• **Task description**:
Should the word "playback" occur in a line of the records, copy that line.
----------------
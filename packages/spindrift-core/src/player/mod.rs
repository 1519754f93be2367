//! Audio player: device stream lifecycle and the real-time write callback.
//!
//! [`AudioPlayer`] owns one device stream at a time and runs the callback
//! that pulls samples from the pipeline's sample source, applies software
//! volume and mute, and hands the block to the backend. Panics inside the
//! callback are trapped and surfaced as [`PlayerEvent::ErrorOccurred`]
//! events; the device thread itself never unwinds.
//!
//! State machine: Uninitialized -> Stopped -> Playing <-> Paused -> Stopped,
//! any state -> Error. `initialize` must run first and `set_sample_source`
//! before `play`.

pub mod backend;
pub mod capabilities;

use std::panic::{catch_unwind, AssertUnwindSafe};
use std::sync::atomic::{AtomicBool, AtomicU32, Ordering};
use std::sync::Arc;

use parking_lot::Mutex;
use serde::Serialize;
use thiserror::Error;

use crate::audio::source::SampleSource;
use crate::audio::AudioFormat;
use crate::events::{EventEmitter, PlayerEvent};
use crate::utils::now_millis;
use backend::{AudioBackend, BackendError, DevicePlayer, WriteCallback};

/// Device block size the callback is asked for (20ms at 48kHz).
pub const DEFAULT_PERIOD_FRAMES: usize = 960;

/// Player lifecycle states.
#[derive(Debug, Clone, Copy, PartialEq, Eq, Serialize)]
#[serde(rename_all = "lowercase")]
pub enum PlayerState {
    /// Constructed but not yet given a format.
    Uninitialized,
    /// Ready; no device stream open.
    Stopped,
    /// Device stream running, callback live.
    Playing,
    /// Device stream open but suspended.
    Paused,
    /// A fault occurred; the device handle has been released.
    Error,
}

impl std::fmt::Display for PlayerState {
    fn fmt(&self, f: &mut std::fmt::Formatter<'_>) -> std::fmt::Result {
        let name = match self {
            Self::Uninitialized => "uninitialized",
            Self::Stopped => "stopped",
            Self::Playing => "playing",
            Self::Paused => "paused",
            Self::Error => "error",
        };
        write!(f, "{name}")
    }
}

/// Player operation failures.
#[derive(Debug, Error)]
pub enum PlayerError {
    /// Operation requires an initialized player.
    #[error("player not initialized")]
    NotInitialized,

    /// `play` was called without a sample source.
    #[error("no sample source set")]
    NoSource,

    /// The requested transition is not legal from the current state.
    #[error("cannot {operation} while {from}")]
    InvalidTransition {
        /// State the player was in.
        from: PlayerState,
        /// Operation that was attempted.
        operation: &'static str,
    },

    /// The backend rejected an operation.
    #[error(transparent)]
    Backend(#[from] BackendError),
}

/// One endpoint's device player.
pub struct AudioPlayer {
    name: String,
    backend: Arc<dyn AudioBackend>,
    emitter: Arc<dyn EventEmitter>,
    format: Option<AudioFormat>,
    device_id: Option<String>,
    period_frames: usize,
    state: PlayerState,
    last_error: Option<String>,
    source: Option<Arc<Mutex<Box<dyn SampleSource>>>>,
    /// Linear gain as f32 bits; the callback reads it lock-free.
    volume_bits: Arc<AtomicU32>,
    muted: Arc<AtomicBool>,
    stream: Option<Box<dyn DevicePlayer>>,
}

impl AudioPlayer {
    /// Creates a player for endpoint `name` on the given backend.
    #[must_use]
    pub fn new(
        name: impl Into<String>,
        backend: Arc<dyn AudioBackend>,
        emitter: Arc<dyn EventEmitter>,
    ) -> Self {
        Self {
            name: name.into(),
            backend,
            emitter,
            format: None,
            device_id: None,
            period_frames: DEFAULT_PERIOD_FRAMES,
            state: PlayerState::Uninitialized,
            last_error: None,
            source: None,
            volume_bits: Arc::new(AtomicU32::new(1.0f32.to_bits())),
            muted: Arc::new(AtomicBool::new(false)),
            stream: None,
        }
    }

    /// Current state.
    #[must_use]
    pub fn state(&self) -> PlayerState {
        self.state
    }

    /// Last trapped or transition error, if any.
    #[must_use]
    pub fn last_error(&self) -> Option<&str> {
        self.last_error.as_deref()
    }

    /// The device the player opens, or the backend default.
    #[must_use]
    pub fn device_id(&self) -> Option<&str> {
        self.device_id.as_deref()
    }

    fn set_state(&mut self, state: PlayerState) {
        if self.state == state {
            return;
        }
        log::info!("[Player] {}: {} -> {}", self.name, self.state, state);
        self.state = state;
        self.emitter.emit_player(PlayerEvent::StateChanged {
            player: self.name.clone(),
            state: state.to_string(),
            timestamp: now_millis(),
        });
    }

    /// Gives the player its immutable stream format. Must be called first.
    ///
    /// # Errors
    ///
    /// [`PlayerError::InvalidTransition`] unless Uninitialized.
    pub fn initialize(&mut self, format: AudioFormat) -> Result<(), PlayerError> {
        if self.state != PlayerState::Uninitialized {
            return Err(PlayerError::InvalidTransition {
                from: self.state,
                operation: "initialize",
            });
        }
        self.format = Some(format);
        self.set_state(PlayerState::Stopped);
        Ok(())
    }

    /// Sets the sample source the callback reads from. Required before play.
    pub fn set_sample_source(&mut self, source: Box<dyn SampleSource>) {
        self.source = Some(Arc::new(Mutex::new(source)));
    }

    /// Selects the output device; `None` means the backend default.
    ///
    /// # Errors
    ///
    /// [`PlayerError::Backend`] when validation fails.
    pub fn set_device(&mut self, device_id: Option<String>) -> Result<(), PlayerError> {
        if let Some(id) = &device_id {
            self.backend.validate_device(id)?;
        }
        self.device_id = device_id;
        Ok(())
    }

    /// Software volume 0-100, mapped to linear gain.
    pub fn set_volume(&mut self, volume: u8) {
        let gain = f32::from(volume.min(100)) / 100.0;
        self.volume_bits.store(gain.to_bits(), Ordering::Relaxed);
        self.emitter.emit_player(PlayerEvent::VolumeChanged {
            player: self.name.clone(),
            volume: volume.min(100),
            timestamp: now_millis(),
        });
    }

    /// Mutes or unmutes the callback output.
    pub fn set_muted(&mut self, muted: bool) {
        self.muted.store(muted, Ordering::Relaxed);
    }

    fn build_callback(&self) -> Result<WriteCallback, PlayerError> {
        let source = self.source.as_ref().ok_or(PlayerError::NoSource)?.clone();
        let volume_bits = self.volume_bits.clone();
        let muted = self.muted.clone();
        let emitter = self.emitter.clone();
        let name = self.name.clone();

        Ok(Box::new(move |block: &mut [f32]| {
            let result = catch_unwind(AssertUnwindSafe(|| {
                source.lock().read(block);
                if muted.load(Ordering::Relaxed) {
                    block.fill(0.0);
                    return;
                }
                let gain = f32::from_bits(volume_bits.load(Ordering::Relaxed));
                if (gain - 1.0).abs() > f32::EPSILON {
                    for sample in block.iter_mut() {
                        *sample *= gain;
                    }
                }
            }));
            if let Err(panic) = result {
                let message = panic
                    .downcast_ref::<&str>()
                    .map(|s| (*s).to_string())
                    .or_else(|| panic.downcast_ref::<String>().cloned())
                    .unwrap_or_else(|| "non-string panic in audio callback".into());
                // The block may be half-written garbage; silence it.
                block.fill(0.0);
                log::error!("[Player] {name}: callback panic trapped: {message}");
                emitter.emit_player(PlayerEvent::ErrorOccurred {
                    player: name.clone(),
                    message,
                    timestamp: now_millis(),
                });
            }
        }))
    }

    fn open_stream(&mut self) -> Result<(), PlayerError> {
        let format = self.format.ok_or(PlayerError::NotInitialized)?;
        let device_id = match &self.device_id {
            Some(id) => id.clone(),
            None => self.backend.default_device()?.id,
        };
        let callback = self.build_callback()?;
        let mut stream =
            self.backend
                .create_player(&device_id, format, callback, self.period_frames)?;
        stream.start()?;
        self.stream = Some(stream);
        Ok(())
    }

    /// Starts playback, or resumes from pause.
    ///
    /// # Errors
    ///
    /// [`PlayerError`] on bad state, missing source, or device failure; a
    /// device failure moves the player to Error.
    pub fn play(&mut self) -> Result<(), PlayerError> {
        match self.state {
            PlayerState::Stopped => {
                if let Err(err) = self.open_stream() {
                    self.enter_error(&err.to_string());
                    return Err(err);
                }
                self.set_state(PlayerState::Playing);
                Ok(())
            }
            PlayerState::Paused => self.resume(),
            from => Err(PlayerError::InvalidTransition {
                from,
                operation: "play",
            }),
        }
    }

    /// Suspends the device stream.
    ///
    /// # Errors
    ///
    /// [`PlayerError::InvalidTransition`] unless Playing.
    pub fn pause(&mut self) -> Result<(), PlayerError> {
        if self.state != PlayerState::Playing {
            return Err(PlayerError::InvalidTransition {
                from: self.state,
                operation: "pause",
            });
        }
        if let Some(stream) = &mut self.stream {
            stream.pause()?;
        }
        self.set_state(PlayerState::Paused);
        Ok(())
    }

    /// Resumes a paused stream.
    ///
    /// # Errors
    ///
    /// [`PlayerError::InvalidTransition`] unless Paused.
    pub fn resume(&mut self) -> Result<(), PlayerError> {
        if self.state != PlayerState::Paused {
            return Err(PlayerError::InvalidTransition {
                from: self.state,
                operation: "resume",
            });
        }
        if let Some(stream) = &mut self.stream {
            stream.resume()?;
        }
        self.set_state(PlayerState::Playing);
        Ok(())
    }

    /// Stops playback and releases the device handle.
    ///
    /// # Errors
    ///
    /// [`PlayerError::InvalidTransition`] unless Playing or Paused.
    pub fn stop(&mut self) -> Result<(), PlayerError> {
        if !matches!(self.state, PlayerState::Playing | PlayerState::Paused) {
            return Err(PlayerError::InvalidTransition {
                from: self.state,
                operation: "stop",
            });
        }
        if let Some(mut stream) = self.stream.take() {
            stream.stop()?;
        }
        self.set_state(PlayerState::Stopped);
        Ok(())
    }

    /// Reopens on `device_id` with the same format and source.
    ///
    /// Resumes playback if the player was playing; an open failure on the
    /// new device moves the player to Error with the old stream released.
    ///
    /// # Errors
    ///
    /// [`PlayerError`] on validation or reopen failure.
    pub fn switch_device(&mut self, device_id: String) -> Result<(), PlayerError> {
        self.backend.validate_device(&device_id)?;
        let was_playing = self.state == PlayerState::Playing;

        if let Some(mut stream) = self.stream.take() {
            stream.stop()?;
        }
        self.device_id = Some(device_id);

        if matches!(self.state, PlayerState::Playing | PlayerState::Paused) {
            if let Err(err) = self.open_stream() {
                self.enter_error(&err.to_string());
                return Err(err);
            }
            if !was_playing {
                // Reopened for a paused player: hold the stream suspended.
                if let Some(stream) = &mut self.stream {
                    stream.pause()?;
                }
            }
        }
        Ok(())
    }

    /// Moves the player to Error, releasing the device.
    pub fn enter_error(&mut self, message: &str) {
        self.last_error = Some(message.to_string());
        if let Some(mut stream) = self.stream.take() {
            let _ = stream.stop();
        }
        self.set_state(PlayerState::Error);
        self.emitter.emit_player(PlayerEvent::ErrorOccurred {
            player: self.name.clone(),
            message: message.to_string(),
            timestamp: now_millis(),
        });
    }

    /// Releases all resources. Safe to call repeatedly, from any state.
    pub fn dispose(&mut self) {
        if let Some(mut stream) = self.stream.take() {
            let _ = stream.stop();
        }
        self.source = None;
        if self.state != PlayerState::Uninitialized {
            self.set_state(PlayerState::Uninitialized);
            self.format = None;
        }
    }
}

impl Drop for AudioPlayer {
    fn drop(&mut self) {
        self.dispose();
    }
}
----------------
• **Exercise output**:
    /// Starts playback, or resumes from pause.
    /// Stops playback and releases the device handle.
    /// Resumes playback if the player was playing; an open failure on the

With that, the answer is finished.